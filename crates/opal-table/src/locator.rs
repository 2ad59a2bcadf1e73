//! Table registry.
//!
//! Maps table names to lazily-constructed, connection-bound [`Table`]
//! instances, one per name for the lifetime of the locator.

use std::collections::HashMap;
use std::sync::{Arc, Mutex};

use opal_query::ConnectionLocator;

use crate::error::{Result, TableError};
use crate::events::DefaultEvents;
use crate::schema::TableSchema;
use crate::table::Table;

type TableFactory = Box<dyn Fn(&ConnectionLocator) -> Table + Send + Sync>;

/// Lazily constructs and caches one [`Table`] per registered name.
pub struct TableLocator {
    connections: ConnectionLocator,
    factories: HashMap<String, TableFactory>,
    instances: Mutex<HashMap<String, Arc<Table>>>,
}

impl TableLocator {
    /// Creates an empty locator over the given connection pair.
    #[must_use]
    pub fn new(connections: ConnectionLocator) -> Self {
        Self {
            connections,
            factories: HashMap::new(),
            instances: Mutex::new(HashMap::new()),
        }
    }

    /// Registers a table factory under a name.
    pub fn register(
        &mut self,
        name: &str,
        factory: impl Fn(&ConnectionLocator) -> Table + Send + Sync + 'static,
    ) {
        self.factories.insert(String::from(name), Box::new(factory));
    }

    /// Registers a schema descriptor under its own table name, with the
    /// default (no-op) events.
    pub fn register_schema(&mut self, schema: TableSchema) {
        let name = schema.name.clone();
        self.register(&name, move |connections| {
            Table::new(schema.clone(), connections.clone(), Arc::new(DefaultEvents))
        });
    }

    /// Whether a factory is registered under the name.
    #[must_use]
    pub fn has(&self, name: &str) -> bool {
        self.factories.contains_key(name)
    }

    /// Returns the table registered under the name, constructing it on
    /// first use. Unknown names fail with
    /// [`TableError::TableNotRegistered`].
    pub fn get(&self, name: &str) -> Result<Arc<Table>> {
        let mut instances = self
            .instances
            .lock()
            .unwrap_or_else(std::sync::PoisonError::into_inner);
        if let Some(table) = instances.get(name) {
            return Ok(Arc::clone(table));
        }
        let factory = self
            .factories
            .get(name)
            .ok_or_else(|| TableError::TableNotRegistered {
                name: String::from(name),
            })?;
        let table = Arc::new(factory(&self.connections));
        instances.insert(String::from(name), Arc::clone(&table));
        Ok(table)
    }
}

About this task
In the records above, find the lines holding "clone". Copy each one.

Answer area
        let name = schema.name.clone();
            Table::new(schema.clone(), connections.clone(), Arc::new(DefaultEvents))
            return Ok(Arc::clone(table));
        instances.insert(String::from(name), Arc::clone(&table));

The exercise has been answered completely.